The generation of PBS also depends on the amplitude of the oscillations. The auxin response in the gain-of-function mutant iaa28-1 is reduced, which decreased the oscillations and caused defects in founder cell specification and LRP formation (De Rybel et al., 2010). A possible interpretation is that the IAA28 signaling cascade controls the amplitude of the oscillations in the OZ ensuring the minimum auxin/in-phase gene response threshold to form a PBS. Interestingly, the increased in-phase/DR5 response in the OZ of potent and arf7-1 mutants decreases when iaa28-1 is introgressed (Perianez-Rodriguez et al., 2021). This result indicates that IAA28 would act upstream of IAA18/POTENT-ARF7 to generate an oscillation. The increased DR5 and in-phase gene expression observed in the OZ of potent and arf7-1 can then be attributed to signaling through the IAA28 module to establish the oscillation amplitude. Consistent with the importance of reaching an oscillation amplitude threshold to form a PBS, mutants in genes regulating indole-3-butyric acid (IBA)-to-auxin conversion show reduced oscillation amplitude and PBS formation without presenting alterations in the oscillation frequency (Xuan et al., 2015). All these results highlight the importance of establishing the correct oscillation amplitude. Thus, the core molecular mechanism driving the Root Clock periodicity relies on auxin-dependent negative regulatory loops (Figure 1B), which are simultaneously signaled through IAA28 to establish the in-phase gene expression amplitude and through IAA18/POTENT and ARF7 to generate the periodic oscillatory behavior and fine-tune the oscillation amplitude (Perianez-Rodriguez et al., 2021).

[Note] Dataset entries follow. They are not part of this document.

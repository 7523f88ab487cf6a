//! Verifier configuration.

use std::collections::BTreeSet;
use std::path::PathBuf;

use tracing::warn;
use url::Url;

/// Whether to check revocation and which responders to always ask.
#[derive(Clone, Debug, Default, PartialEq, Eq)]
#[cfg_attr(
    feature = "serde",
    derive(serde::Deserialize, serde::Serialize),
    serde(default)
)]
pub struct OcspConfig {
    /// When `false` every check passes without touching any collaborator.
    pub enabled: bool,

    /// Responders queried for every certificate, in addition to the ones the certificate
    /// advertises itself.
    pub responder_urls: Vec<String>,
}

impl OcspConfig {
    /// Enabled configuration with the given static responder URLs.
    pub fn enabled<I, U>(responder_urls: I) -> Self
    where
        I: IntoIterator<Item = U>,
        U: Into<String>,
    {
        Self {
            enabled: true,
            responder_urls: responder_urls.into_iter().map(Into::into).collect(),
        }
    }

    /// Disabled configuration.
    pub fn disabled() -> Self {
        Self::default()
    }

    /// Parse the static responder URLs.
    ///
    /// Entries that are not valid URLs are logged and dropped; duplicates collapse.
    pub fn static_urls(&self) -> BTreeSet<Url> {
        self.responder_urls
            .iter()
            .filter_map(|raw| match Url::parse(raw.trim()) {
                Ok(url) => Some(url),
                Err(err) => {
                    warn!(url = %raw, error = %err, "OCSP URL is not a URI.");
                    None
                }
            })
            .collect()
    }
}

/// Location of the file backed trust store.
#[derive(Clone, Debug, Default, PartialEq, Eq)]
#[cfg_attr(
    feature = "serde",
    derive(serde::Deserialize, serde::Serialize),
    serde(default)
)]
pub struct TrustStoreSettings {
    /// Path of the PEM bundle holding the trusted certificates.
    pub path: PathBuf,
}

impl TrustStoreSettings {
    /// Settings pointing at `path`.
    pub fn new(path: impl Into<PathBuf>) -> Self {
        Self { path: path.into() }
    }

    pub(crate) fn is_blank(&self) -> bool {
        self.path.as_os_str().to_string_lossy().trim().is_empty()
    }
}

Simulations of the Root Clock oscillatory circuit predict the existence of an unknown factor (F) promoting ARF7-IAA18/POTENT dimer formation in response to auxin (Figure 1B). ARF7 is an antiphase gene, although the nature of its oscillatory behavior is unknown. As auxin cannot significantly regulate ARF7 expression in the OZ (Perianez-Rodriguez et al., 2021), if F were an in-phase gene, the Root Clock circuit is predicted to drive autonomous oscillations independently of the ARF7 oscillations. Furthermore, the ARF7 antiphase oscillations can also be explained through regulation by an in-phase gene. Consistent with these predictions, mutants in some of in-phase genes such as in the MADS-box transcription factor SHATTERPROOF (SHP) genes (shp1shp2 double mutant) showed altered PBS formation and root bending (Moreno-Risueno et al., 2010), although SHP1/2 genes have not been shown to be activated by auxin.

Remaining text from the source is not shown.